Skip to content

Secure the Redis config and data files

Severity: mediumApplies to: Redis 6.x+Applies to: Redis 8.xApplies to: Valkey 8.x / 9.x
The fix
Terminal window
sudo chown root:redis /etc/redis/redis.conf
sudo chmod 640 /etc/redis/redis.conf
sudo chown -R redis:redis /var/lib/redis
sudo chmod 750 /var/lib/redis
sudo chmod 640 /var/lib/redis/dump.rdb 2>/dev/null || true

Substitute /etc/valkey/valkey.conf, /var/lib/valkey and the valkey user if that’s what you’re running.
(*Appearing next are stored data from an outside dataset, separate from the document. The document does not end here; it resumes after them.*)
use std::io;
use std::net::SocketAddr;
use std::sync::atomic::{AtomicUsize, Ordering};
use std::sync::{Arc, Mutex};

use anyhow::Result;
use tokio::io::AsyncReadExt;
use tokio::net::{TcpListener, TcpStream};
use tokio::task::JoinHandle;

// ── CuttingProxy ─────────────────────────────────────────────────────────────

/// TCP forwarder that severs connections on a script.
///
/// Connection N forwards at most `budgets[N]` bytes from the client to the
/// upstream, then closes both sides. Once the script is used up every
/// connection is passed through untouched. The relay task is aborted when
/// the proxy is dropped, so a panicking test does not leak it.
pub struct CuttingProxy {
    addr: SocketAddr,
    cuts: Arc<AtomicUsize>,
    task: JoinHandle<()>,
}

impl CuttingProxy {
    pub async fn start(upstream: SocketAddr, budgets: Vec<u64>) -> Result<Self> {
        let listener = TcpListener::bind("127.0.0.1:0").await?;
        let addr = listener.local_addr()?;
        let cuts = Arc::new(AtomicUsize::new(0));
        let script = Arc::new(Mutex::new(budgets.into_iter()));

        let task = {
            let cuts = cuts.clone();
            tokio::spawn(async move {
                while let Ok((client, _)) = listener.accept().await {
                    let budget = script.lock().unwrap().next();
                    let cuts = cuts.clone();
                    tokio::spawn(async move {
                        if let Err(e) = relay(client, upstream, budget, cuts).await {
                            eprintln!("proxy relay ended: {e}");
                        }
                    });
                }
            })
        };

        Ok(Self { addr, cuts, task })
    }

    pub fn addr(&self) -> SocketAddr {
        self.addr
    }

    /// Connections severed so far.
    pub fn cuts(&self) -> usize {
        self.cuts.load(Ordering::SeqCst)
    }
}

impl Drop for CuttingProxy {
    fn drop(&mut self) {
        self.task.abort();
    }
}

async fn relay(
    mut client: TcpStream,
    upstream: SocketAddr,
    budget: Option<u64>,
    cuts: Arc<AtomicUsize>,
) -> io::Result<()> {
    let mut server = TcpStream::connect(upstream).await?;

    let Some(budget) = budget else {
        tokio::io::copy_bidirectional(&mut client, &mut server).await?;
        return Ok(());
    };

    let (mut client_rd, mut client_wr) = client.split();
    let (mut server_rd, mut server_wr) = server.split();
    let mut limited = (&mut client_rd).take(budget);

    tokio::select! {
        forwarded = tokio::io::copy(&mut limited, &mut server_wr) => {
            if forwarded? == budget {
                cuts.fetch_add(1, Ordering::SeqCst);
            }
        }
        _ = tokio::io::copy(&mut server_rd, &mut client_wr) => {}
    }
    // Both streams drop here, closing each side.
    Ok(())
}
Redis’s documentation notes that the password is “set by the system administrator in clear text inside the redis.conf file”. That is a reasonable design — but it means the file’s permissions are part of your authentication.

Two consequences that are easy to miss:

The config file is a credential. A 644 redis.conf means every local user — every service account, every deployment agent, anything that gets a shell through an unrelated bug — can read the password and authenticate as default. All the work in requiring authentication is undone by a chmod nobody looked at.

The dump file is the entire dataset. dump.rdb is your whole keyspace on disk, unencrypted. Reading it requires no password and no Redis connection at all — just filesystem access. Sessions, tokens, cached PII: all of it, readable.

640 with group redis gives the daemon what it needs and nothing to anyone else.

If you moved users out to an aclfile, that file now holds the secrets instead:

/etc/redis/redis.conf
aclfile /etc/redis/users.acl
Terminal window
sudo chown root:redis /etc/redis/users.acl
sudo chmod 640 /etc/redis/users.acl

An aclfile is worth using — ACL SAVE persists runtime user changes to it without rewriting your whole config — but it inherits exactly the same exposure as redis.conf, and it’s newer, so it’s more often missed.

The permissions above protect the running host. They say nothing about the copy of dump.rdb in your backup bucket, which is the same unencrypted keyspace with a different access-control system in front of it — often a much weaker one.

If the dataset is sensitive enough to justify 640, it’s sensitive enough that the backups need encryption at rest and a look at who can read the bucket.